Journal of Information Engineering and Applications

Risk is a concept that denotes a potential negative impact to an asset or some characteristic of value that may arise from some present process or future event. In everyday usage, risk is often used synonymously with the probability of a known loss. Risk management can be defined as the human activity which integrates recognition of risk, risk assessment, developing strategies to manage it and mitigation of risk using managerial resources. The strategies include transferring the risk to another party, avoiding the risk, reducing the negative effect of the risk and accepting some or all of the consequences of a particular risk. The objective of risk management is to reduce different risks related to a pre-selected domain to a level accepted by society.
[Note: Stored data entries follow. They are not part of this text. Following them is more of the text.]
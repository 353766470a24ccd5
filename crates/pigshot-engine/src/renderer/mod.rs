pub mod instance;
pub mod api;
pub mod core;
pub mod components;
pub mod systems;
pub mod renderer;
pub mod bridge;
pub mod input;
pub mod assets;

// Re-export key types at crate root for convenience
pub use api::game::{Game, GameConfig, EngineContext};
pub use api::types::{EntityId, GameEvent};
pub use components::entity::Entity;
pub use components::sprite::{SpriteComponent, AtlasId};
pub use core::scene::Scene;
pub use core::time::FixedTimestep;
pub use core::physics::{
    PhysicsWorld, PhysicsBody, BodyDesc, BodyType, Bounds,
    ColliderDesc, ColliderMaterial, CollisionGroups, CollisionPair,
    SolverIterations,
};
pub use renderer::instance::{RenderInstance, RenderBuffer};
pub use input::queue::{InputEvent, InputQueue};
pub use input::drag::{DragEvent, DragTracker};
pub use assets::manifest::AssetManifest;
pub use assets::registry::SpriteRegistry;
pub use bridge::protocol::ProtocolLayout;
pub use systems::text::FontConfig;
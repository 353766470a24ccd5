//! Shared buffer layout.
//! Must stay in sync with the JS `protocol.ts`.
//!
//! Layout (all values in f32 / 4 bytes):
//! ```text
//! [Header: 8 floats]
//! [Instances: max_instances × 8 floats]
//! [Events: max_events × 4 floats]
//! ```
//!
//! Capacities are written once into the header at init.
//! JS reads them from the header to compute offsets.

use crate::api::game::GameConfig;
use crate::api::types::GameEvent;
use crate::renderer::instance::RenderInstance;

/// Number of floats in the header section.
pub const HEADER_FLOATS: usize = 8;

/// Header field indices.
pub const HEADER_FRAME_COUNTER: usize = 0;
pub const HEADER_MAX_INSTANCES: usize = 1;
pub const HEADER_INSTANCE_COUNT: usize = 2;
pub const HEADER_ATLAS_SPLIT: usize = 3;
pub const HEADER_WORLD_WIDTH: usize = 4;
pub const HEADER_WORLD_HEIGHT: usize = 5;
pub const HEADER_MAX_EVENTS: usize = 6;
pub const HEADER_EVENT_COUNT: usize = 7;

/// Runtime-computed buffer layout.
#[derive(Debug, Clone, PartialEq)]
pub struct ProtocolLayout {
    pub max_instances: usize,
    pub max_events: usize,

    /// Offset (in floats) where instance data begins.
    pub instance_data_offset: usize,
    /// Offset (in floats) where event data begins.
    pub event_data_offset: usize,

    /// Total buffer size in floats.
    pub buffer_total_floats: usize,
}

impl ProtocolLayout {
    /// Compute layout from raw capacity values.
    pub fn new(max_instances: usize, max_events: usize) -> Self {
        let instance_data_offset = HEADER_FLOATS;
        let event_data_offset = instance_data_offset + max_instances * RenderInstance::FLOATS;
        let buffer_total_floats = event_data_offset + max_events * GameEvent::FLOATS;

        Self {
            max_instances,
            max_events,
            instance_data_offset,
            event_data_offset,
            buffer_total_floats,
        }
    }

    /// Compute layout from a GameConfig.
    pub fn from_config(config: &GameConfig) -> Self {
        Self::new(config.max_instances, config.max_events)
    }

    pub fn buffer_total_bytes(&self) -> usize {
        self.buffer_total_floats * 4
    }
}
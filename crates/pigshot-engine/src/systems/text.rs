//! Bitmap font text overlay.
//!
//! Each character becomes an Entity with a SpriteComponent pointing at its glyph
//! in a font atlas laid out in ASCII order (16 columns × 6 rows from space).
//! Text is replaced wholesale: despawn the tag, build again.

use crate::api::types::EntityId;
use crate::components::entity::Entity;
use crate::components::sprite::{AtlasId, SpriteComponent};
use crate::core::scene::Scene;
use glam::Vec2;

/// Configuration for a bitmap font atlas.
#[derive(Debug, Clone)]
pub struct FontConfig {
    /// Which atlas contains the font glyphs.
    pub atlas: AtlasId,
    pub cols: u32,
    pub rows: u32,
    /// First ASCII code in the atlas (typically 32 = space).
    pub start_char: u8,
    /// Horizontal advance as fraction of glyph size.
    pub spacing: f32,
}

impl Default for FontConfig {
    fn default() -> Self {
        Self {
            atlas: AtlasId(1), // atlas 0 = game sprites, atlas 1 = font
            cols: 16,
            rows: 6,
            start_char: 32,
            spacing: 0.55,
        }
    }
}

/// Convert a character to grid coordinates (col, row) in the font atlas.
///
/// Returns `None` if the character is outside the valid range for this font.
pub fn char_to_grid(c: char, font: &FontConfig) -> Option<(f32, f32)> {
    let index = (c as u32).checked_sub(font.start_char as u32)?;
    if index >= font.cols * font.rows {
        return None;
    }
    Some(((index % font.cols) as f32, (index / font.cols) as f32))
}

/// Build glyph entities for `text`, top-left corner at `pos`, glyphs `size` units tall.
///
/// Characters outside the font are skipped but still advance the cursor.
pub fn build_text_entities<F>(
    text: &str,
    pos: Vec2,
    size: f32,
    font: &FontConfig,
    tag: &str,
    id_gen: &mut F,
) -> Vec<Entity>
where
    F: FnMut() -> EntityId,
{
    let mut entities = Vec::with_capacity(text.len());
    let mut cursor_x = pos.x;

    for c in text.chars() {
        if let Some((col, row)) = char_to_grid(c, font) {
            let entity = Entity::new(id_gen())
                .with_tag(tag)
                .with_pos(Vec2::new(cursor_x + size / 2.0, pos.y + size / 2.0))
                .with_scale(Vec2::splat(size))
                .with_sprite(SpriteComponent::cell(font.atlas, col, row));
            entities.push(entity);
        }
        cursor_x += size * font.spacing;
    }

    entities
}

/// Despawn all entities with the given tag.
pub fn despawn_text(scene: &mut Scene, tag: &str) {
    let ids: Vec<EntityId> = scene
        .iter()
        .filter(|e| e.tag == tag)
        .map(|e| e.id)
        .collect();

    for id in ids {
        scene.despawn(id);
    }
}

/// Read the text back out of glyph entities with `tag`, in spawn order.
/// Skipped characters are not recoverable and are omitted.
pub fn text_of(scene: &Scene, tag: &str, font: &FontConfig) -> String {
    scene
        .iter()
        .filter(|e| e.tag == tag)
        .filter_map(|e| e.sprite.as_ref())
        .filter_map(|s| {
            let index = s.row as u32 * font.cols + s.col as u32;
            char::from_u32(index + font.start_char as u32)
        })
        .collect()
}

#[cfg(test)]
mod tests {
    use super::*;

    fn ids() -> impl FnMut() -> EntityId {
        let mut next = 0u32;
        move || {
            next += 1;
            EntityId(next)
        }
    }

    #[test]
    fn char_to_grid_digits_and_letters() {
        let font = FontConfig::default();
        // '0' is ASCII 48 → index 16 → col 0, row 1
        assert_eq!(char_to_grid('0', &font), Some((0.0, 1.0)));
        // 'S' is ASCII 83 → index 51 → col 3, row 3
        assert_eq!(char_to_grid('S', &font), Some((3.0, 3.0)));
        assert_eq!(char_to_grid(' ', &font), Some((0.0, 0.0)));
    }

    #[test]
    fn char_to_grid_out_of_range() {
        let font = FontConfig::default();
        assert!(char_to_grid('\t', &font).is_none());
        assert!(char_to_grid('\u{80}', &font).is_none());
    }

    #[test]
    fn build_positions_glyphs_left_to_right() {
        let font = FontConfig::default();
        let entities = build_text_entities("-10", Vec2::new(16.0, 16.0), 32.0, &font, "score", &mut ids());

        assert_eq!(entities.len(), 3);
        assert!(entities.iter().all(|e| e.tag == "score"));
        assert_eq!(entities[0].pos, Vec2::new(32.0, 32.0));
        assert!((entities[1].pos.x - (32.0 + 32.0 * 0.55)).abs() < 1e-4);
        assert_eq!(entities[2].scale, Vec2::splat(32.0));
    }

    #[test]
    fn unprintable_chars_are_skipped() {
        let font = FontConfig::default();
        let entities = build_text_entities("A\tB", Vec2::ZERO, 20.0, &font, "t", &mut ids());
        assert_eq!(entities.len(), 2);
    }

    #[test]
    fn despawn_and_read_back() {
        let font = FontConfig::default();
        let mut scene = Scene::new();
        for e in build_text_entities("Score: 10", Vec2::ZERO, 20.0, &font, "score", &mut ids()) {
            scene.spawn(e);
        }
        scene.spawn(Entity::new(EntityId(100)).with_tag("pig"));

        assert_eq!(text_of(&scene, "score", &font), "Score: 10");

        despawn_text(&mut scene, "score");
        assert_eq!(scene.len(), 1);
        assert_eq!(text_of(&scene, "score", &font), "");
    }
}
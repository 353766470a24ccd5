//! Rigid-body simulation on top of rapier2d.
//!
//! Everything crossing this module's boundary is glam / `EntityId`; rapier and
//! nalgebra types stay inside. Y grows downward, matching screen space.

use std::num::NonZeroUsize;
use std::sync::{Mutex, PoisonError};

use glam::Vec2;
use rapier2d::na;
use rapier2d::parry::shape::Shape;
use rapier2d::prelude::*;

use crate::api::types::EntityId;

fn to_na(v: Vec2) -> na::Vector2<f32> {
    na::Vector2::new(v.x, v.y)
}

fn from_na(v: &na::Vector2<f32>) -> Vec2 {
    Vec2::new(v.x, v.y)
}

/// How a body takes part in the simulation.
///
/// `Fixed` bodies ignore forces and velocity, `KinematicPositionBased` bodies
/// are moved only by explicit position writes (used while a body is dragged),
/// `Dynamic` bodies are fully simulated.
#[derive(Debug, Clone, Copy, PartialEq, Eq)]
pub enum BodyType {
    Dynamic,
    Fixed,
    KinematicPositionBased,
}

impl BodyType {
    fn to_rapier(self) -> RigidBodyType {
        match self {
            BodyType::Dynamic => RigidBodyType::Dynamic,
            BodyType::Fixed => RigidBodyType::Fixed,
            BodyType::KinematicPositionBased => RigidBodyType::KinematicPositionBased,
        }
    }

    fn from_rapier(body_type: RigidBodyType) -> Self {
        match body_type {
            RigidBodyType::Dynamic => BodyType::Dynamic,
            RigidBodyType::Fixed => BodyType::Fixed,
            RigidBodyType::KinematicPositionBased | RigidBodyType::KinematicVelocityBased => {
                BodyType::KinematicPositionBased
            }
        }
    }
}

#[derive(Debug, Clone, Copy, PartialEq)]
pub enum ColliderDesc {
    Ball { radius: f32 },
    Cuboid { half_width: f32, half_height: f32 },
}

impl ColliderDesc {
    fn shape(&self) -> SharedShape {
        match *self {
            ColliderDesc::Ball { radius } => SharedShape::ball(radius),
            ColliderDesc::Cuboid { half_width, half_height } => {
                SharedShape::cuboid(half_width, half_height)
            }
        }
    }
}

/// Surface response of a collider.
#[derive(Debug, Clone, Copy)]
pub struct ColliderMaterial {
    pub restitution: f32,
    pub friction: f32,
    pub density: f32,
}

impl Default for ColliderMaterial {
    fn default() -> Self {
        Self {
            restitution: 0.0,
            friction: 0.1,
            density: 1.0,
        }
    }
}

/// Collision category bitmasks.
///
/// Two bodies are tested for contact only when each one's `memberships`
/// intersect the other's `filter`.
#[derive(Debug, Clone, Copy, PartialEq, Eq)]
pub struct CollisionGroups {
    pub memberships: u32,
    pub filter: u32,
}

impl CollisionGroups {
    /// Member of everything, collides with everything.
    pub const ALL: Self = Self {
        memberships: u32::MAX,
        filter: u32::MAX,
    };

    pub const fn new(memberships: u32, filter: u32) -> Self {
        Self { memberships, filter }
    }

    fn to_rapier(self) -> InteractionGroups {
        InteractionGroups::new(
            Group::from_bits_truncate(self.memberships),
            Group::from_bits_truncate(self.filter),
        )
    }
}

impl Default for CollisionGroups {
    fn default() -> Self {
        Self::ALL
    }
}

/// Constraint solver precision.
///
/// Raised while a body is being dragged by hand so that teleported bodies
/// cannot tunnel through what they touch.
#[derive(Debug, Clone, Copy, PartialEq, Eq)]
pub struct SolverIterations {
    pub position: usize,
    pub velocity: usize,
}

impl Default for SolverIterations {
    fn default() -> Self {
        Self {
            position: 6,
            velocity: 4,
        }
    }
}

/// Everything needed to create one body with a single collider.
#[derive(Debug, Clone)]
pub struct BodyDesc {
    pub body_type: BodyType,
    pub position: Vec2,
    pub velocity: Vec2,
    pub gravity_scale: f32,
    pub fixed_rotation: bool,
    pub ccd: bool,
    pub collider: ColliderDesc,
    pub linear_damping: f32,
    pub groups: CollisionGroups,
}

impl BodyDesc {
    pub fn dynamic(collider: ColliderDesc) -> Self {
        Self {
            body_type: BodyType::Dynamic,
            position: Vec2::ZERO,
            velocity: Vec2::ZERO,
            gravity_scale: 1.0,
            fixed_rotation: false,
            ccd: false,
            collider,
            linear_damping: 0.0,
            groups: CollisionGroups::ALL,
        }
    }

    /// A static body. Gravity scale stays at 1 so the body falls normally if
    /// later made dynamic.
    pub fn fixed(collider: ColliderDesc) -> Self {
        Self {
            body_type: BodyType::Fixed,
            fixed_rotation: true,
            ..Self::dynamic(collider)
        }
    }

    pub fn with_position(mut self, pos: Vec2) -> Self {
        self.position = pos;
        self
    }

    pub fn with_velocity(mut self, vel: Vec2) -> Self {
        self.velocity = vel;
        self
    }

    pub fn with_fixed_rotation(mut self, fixed: bool) -> Self {
        self.fixed_rotation = fixed;
        self
    }

    pub fn with_ccd(mut self, enabled: bool) -> Self {
        self.ccd = enabled;
        self
    }

    /// Air friction. Zero keeps bodies moving forever.
    pub fn with_linear_damping(mut self, damping: f32) -> Self {
        self.linear_damping = damping;
        self
    }

    pub fn with_groups(mut self, groups: CollisionGroups) -> Self {
        self.groups = groups;
        self
    }

    /// The owning entity is kept in `user_data` so contacts map back to it.
    fn rigid_body(&self, owner: EntityId) -> RigidBody {
        let mut rb = RigidBodyBuilder::new(self.body_type.to_rapier())
            .translation(to_na(self.position))
            .linvel(to_na(self.velocity))
            .gravity_scale(self.gravity_scale)
            .linear_damping(self.linear_damping)
            .ccd_enabled(self.ccd)
            .user_data(u128::from(owner.0));
        if self.fixed_rotation {
            rb = rb.lock_rotations();
        }
        rb.build()
    }

    fn collider(&self, material: ColliderMaterial) -> Collider {
        ColliderBuilder::new(self.collider.shape())
            .restitution(material.restitution)
            .friction(material.friction)
            .density(material.density)
            .collision_groups(self.groups.to_rapier())
            .active_events(ActiveEvents::COLLISION_EVENTS)
            .build()
    }
}

/// Handles of an entity's body and its collider.
#[derive(Debug, Clone, Copy)]
pub struct PhysicsBody {
    pub body_handle: RigidBodyHandle,
    pub collider_handle: ColliderHandle,
}

/// Axis-aligned bounding box in world space (Y grows downward).
#[derive(Debug, Clone, Copy, PartialEq)]
pub struct Bounds {
    pub min: Vec2,
    pub max: Vec2,
}

impl Bounds {
    pub fn left(&self) -> f32 {
        self.min.x
    }

    pub fn right(&self) -> f32 {
        self.max.x
    }

    pub fn top(&self) -> f32 {
        self.min.y
    }

    pub fn bottom(&self) -> f32 {
        self.max.y
    }

    pub fn half_extents(&self) -> Vec2 {
        (self.max - self.min) * 0.5
    }
}

/// Two entities that started or stopped touching.
#[derive(Debug, Clone, Copy, PartialEq, Eq)]
pub struct CollisionPair {
    pub entity_a: EntityId,
    pub entity_b: EntityId,
    /// `true` when the collision just started, `false` when it ended.
    pub started: bool,
}

impl CollisionPair {
    pub fn started(entity_a: EntityId, entity_b: EntityId) -> Self {
        Self {
            entity_a,
            entity_b,
            started: true,
        }
    }

    /// If `id` is one side of the pair, return the other side.
    pub fn other(&self, id: EntityId) -> Option<EntityId> {
        if self.entity_a == id {
            Some(self.entity_b)
        } else if self.entity_b == id {
            Some(self.entity_a)
        } else {
            None
        }
    }
}

/// Collider pairs reported during one step, in the order rapier reports them.
/// Behind a mutex because rapier wants a `Sync` handler.
#[derive(Default)]
struct ContactLog {
    entries: Mutex<Vec<(ColliderHandle, ColliderHandle, bool)>>,
}

impl ContactLog {
    fn take(&self) -> Vec<(ColliderHandle, ColliderHandle, bool)> {
        std::mem::take(&mut *self.entries.lock().unwrap_or_else(PoisonError::into_inner))
    }
}

impl EventHandler for ContactLog {
    fn handle_collision_event(
        &self,
        _bodies: &RigidBodySet,
        _colliders: &ColliderSet,
        event: CollisionEvent,
        _contact_pair: Option<&ContactPair>,
    ) {
        let entry = (event.collider1(), event.collider2(), event.started());
        self.entries
            .lock()
            .unwrap_or_else(PoisonError::into_inner)
            .push(entry);
    }

    fn handle_contact_force_event(
        &self,
        _dt: f32,
        _bodies: &RigidBodySet,
        _colliders: &ColliderSet,
        _contact_pair: &ContactPair,
        _total_force_magnitude: f32,
    ) {
    }
}

/// The simulated objects.
#[derive(Default)]
struct Sets {
    bodies: RigidBodySet,
    colliders: ColliderSet,
    impulse_joints: ImpulseJointSet,
    multibody_joints: MultibodyJointSet,
}

/// Per-step machinery rapier keeps between steps.
#[derive(Default)]
struct Pipeline {
    physics: PhysicsPipeline,
    islands: IslandManager,
    broad_phase: DefaultBroadPhase,
    narrow_phase: NarrowPhase,
    ccd: CCDSolver,
    queries: QueryPipeline,
}

/// A 2D physics world addressed by entity-owned `PhysicsBody` handles.
pub struct PhysicsWorld {
    gravity: na::Vector2<f32>,
    params: IntegrationParameters,
    solver: SolverIterations,
    sets: Sets,
    pipeline: Pipeline,
    contacts: ContactLog,
}

impl PhysicsWorld {
    /// Positive Y gravity pulls bodies toward the bottom of the screen.
    pub fn new(gravity: Vec2) -> Self {
        let mut world = Self {
            gravity: to_na(gravity),
            params: IntegrationParameters::default(),
            solver: SolverIterations::default(),
            sets: Sets::default(),
            pipeline: Pipeline::default(),
            contacts: ContactLog::default(),
        };
        world.set_solver_iterations(SolverIterations::default());
        world
    }

    pub fn set_dt(&mut self, dt: f32) {
        self.params.dt = dt;
    }

    /// Velocity iterations drive rapier's solver iterations, position
    /// iterations its internal PGS iterations.
    pub fn set_solver_iterations(&mut self, iterations: SolverIterations) {
        self.params.num_solver_iterations =
            NonZeroUsize::new(iterations.velocity).unwrap_or(NonZeroUsize::MIN);
        self.params.num_internal_pgs_iterations = iterations.position.max(1);
        self.solver = iterations;
    }

    pub fn solver_iterations(&self) -> SolverIterations {
        self.solver
    }

    pub fn create_body(
        &mut self,
        owner: EntityId,
        desc: &BodyDesc,
        material: ColliderMaterial,
    ) -> PhysicsBody {
        let Sets { bodies, colliders, .. } = &mut self.sets;
        let body_handle = bodies.insert(desc.rigid_body(owner));
        let collider_handle =
            colliders.insert_with_parent(desc.collider(material), body_handle, bodies);
        PhysicsBody {
            body_handle,
            collider_handle,
        }
    }

    /// Remove a body together with its collider.
    pub fn remove_body(&mut self, body: &PhysicsBody) {
        let Sets {
            bodies,
            colliders,
            impulse_joints,
            multibody_joints,
        } = &mut self.sets;
        bodies.remove(
            body.body_handle,
            &mut self.pipeline.islands,
            colliders,
            impulse_joints,
            multibody_joints,
            true,
        );
    }

    /// Advance one step and return the contacts it started or stopped.
    /// Contacts whose bodies no longer exist are dropped.
    pub fn step(&mut self) -> Vec<CollisionPair> {
        let Pipeline {
            physics,
            islands,
            broad_phase,
            narrow_phase,
            ccd,
            queries,
        } = &mut self.pipeline;
        physics.step(
            &self.gravity,
            &self.params,
            islands,
            broad_phase,
            narrow_phase,
            &mut self.sets.bodies,
            &mut self.sets.colliders,
            &mut self.sets.impulse_joints,
            &mut self.sets.multibody_joints,
            ccd,
            Some(queries),
            &(),
            &self.contacts,
        );

        self.contacts
            .take()
            .into_iter()
            .filter_map(|(c1, c2, started)| {
                Some(CollisionPair {
                    entity_a: self.owner(c1)?,
                    entity_b: self.owner(c2)?,
                    started,
                })
            })
            .collect()
    }

    fn owner(&self, collider: ColliderHandle) -> Option<EntityId> {
        let parent = self.sets.colliders.get(collider)?.parent()?;
        let rb = self.sets.bodies.get(parent)?;
        Some(EntityId(rb.user_data as u32))
    }

    pub fn set_velocity(&mut self, body: &PhysicsBody, vel: Vec2) {
        if let Some(rb) = self.sets.bodies.get_mut(body.body_handle) {
            rb.set_linvel(to_na(vel), true);
        }
    }

    pub fn velocity(&self, body: &PhysicsBody) -> Vec2 {
        self.sets
            .bodies
            .get(body.body_handle)
            .map_or(Vec2::ZERO, |rb| from_na(rb.linvel()))
    }

    /// Teleport a body. Works for every body type and takes effect immediately.
    pub fn set_position(&mut self, body: &PhysicsBody, pos: Vec2) {
        if let Some(rb) = self.sets.bodies.get_mut(body.body_handle) {
            rb.set_translation(to_na(pos), true);
        }
    }

    /// Position and rotation angle of a body.
    pub fn body_position(&self, body: &PhysicsBody) -> (Vec2, f32) {
        self.sets
            .bodies
            .get(body.body_handle)
            .map_or((Vec2::ZERO, 0.0), |rb| {
                (from_na(rb.translation()), rb.rotation().angle())
            })
    }

    pub fn set_body_type(&mut self, body: &PhysicsBody, body_type: BodyType) {
        if let Some(rb) = self.sets.bodies.get_mut(body.body_handle) {
            rb.set_body_type(body_type.to_rapier(), true);
        }
    }

    pub fn body_type(&self, body: &PhysicsBody) -> Option<BodyType> {
        let rb = self.sets.bodies.get(body.body_handle)?;
        Some(BodyType::from_rapier(rb.body_type()))
    }

    /// Collider AABB at the body's current pose.
    ///
    /// Uses the rigid body rather than the collider so a teleport is visible
    /// before the next step propagates collider positions.
    pub fn bounds(&self, body: &PhysicsBody) -> Option<Bounds> {
        let rb = self.sets.bodies.get(body.body_handle)?;
        let collider = self.sets.colliders.get(body.collider_handle)?;
        let aabb = collider.shape().compute_aabb(rb.position());
        Some(Bounds {
            min: Vec2::new(aabb.mins.x, aabb.mins.y),
            max: Vec2::new(aabb.maxs.x, aabb.maxs.y),
        })
    }

    pub fn body_count(&self) -> usize {
        self.sets.bodies.len()
    }
}
use bytemuck::{Pod, Zeroable};

/// Unique identifier for an entity in the scene.
#[derive(Debug, Clone, Copy, PartialEq, Eq, Hash)]
pub struct EntityId(pub u32);

/// A game event communicated from Rust to the JS host via the shared buffer.
/// Generic container: `kind` identifies the event, `a/b/c` carry payload.
#[repr(C)]
#[derive(Debug, Clone, Copy, Default, PartialEq, Pod, Zeroable)]
pub struct GameEvent {
    pub kind: f32,
    pub a: f32,
    pub b: f32,
    pub c: f32,
}

impl GameEvent {
    pub const FLOATS: usize = 4;

    /// Event carrying a single scalar payload in `a`.
    pub fn scalar(kind: f32, a: f32) -> Self {
        Self { kind, a, b: 0.0, c: 0.0 }
    }
}
use pigshot_engine::systems::text::{build_text_entities, despawn_text};
use pigshot_engine::{EngineContext, FontConfig, GameEvent};

use crate::tuning::{Scale, EVENT_SCORE, SCORE_FONT_SIZE, SCORE_POS};

const SCORE_TAG: &str = "score";

/// Running score plus its on-screen readout.
///
/// The score is unbounded in both directions. Call `render` after every change
/// so the text overlay and the host stay in sync.
#[derive(Debug, Default)]
pub struct ScoreBoard {
    score: i32,
    font: FontConfig,
}

impl ScoreBoard {
    pub fn new() -> Self {
        Self::default()
    }

    pub fn score(&self) -> i32 {
        self.score
    }

    pub fn add(&mut self, delta: i32) {
        self.score += delta;
    }

    pub fn text(&self) -> String {
        format!("Score: {}", self.score)
    }

    /// Replace the score text and tell the host the new value.
    pub fn render(&self, ctx: &mut EngineContext, scale: Scale) {
        despawn_text(&mut ctx.scene, SCORE_TAG);
        let glyphs = build_text_entities(
            &self.text(),
            scale.point(SCORE_POS),
            scale.of(SCORE_FONT_SIZE),
            &self.font,
            SCORE_TAG,
            &mut || ctx.next_id(),
        );
        for glyph in glyphs {
            ctx.scene.spawn(glyph);
        }
        ctx.emit_event(GameEvent::scalar(EVENT_SCORE, self.score as f32));
    }

    /// The score as currently drawn.
    #[cfg(test)]
    pub fn displayed(&self, ctx: &EngineContext) -> String {
        pigshot_engine::systems::text::text_of(&ctx.scene, SCORE_TAG, &self.font)
    }
}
Risk management is the process that allows  managers to balance the operational and economic costs of protective measures and achieve gains in mission capability by protecting the Information systems and data that support their institution’ missions.  This process is not unique to the IT environment; indeed it pervades decision-making in all areas of our daily lives. The head of an organizational unit must ensure that the organization has the capabilities needed to accomplish its mission.  These mission owners must determine the security capabilities that their Information systems must have to provide the desired level of mission support in the face of real-world threats. A well-structured risk management methodology, when used effectively, can help management identify appropriate controls for providing the mission-essential security capabilities.

This paper explores various strategies and options for mitigating and monitoring risks facing financial information systems in performing risk management of financial information systems in order to minimize the losses incurred when faced by the various risks.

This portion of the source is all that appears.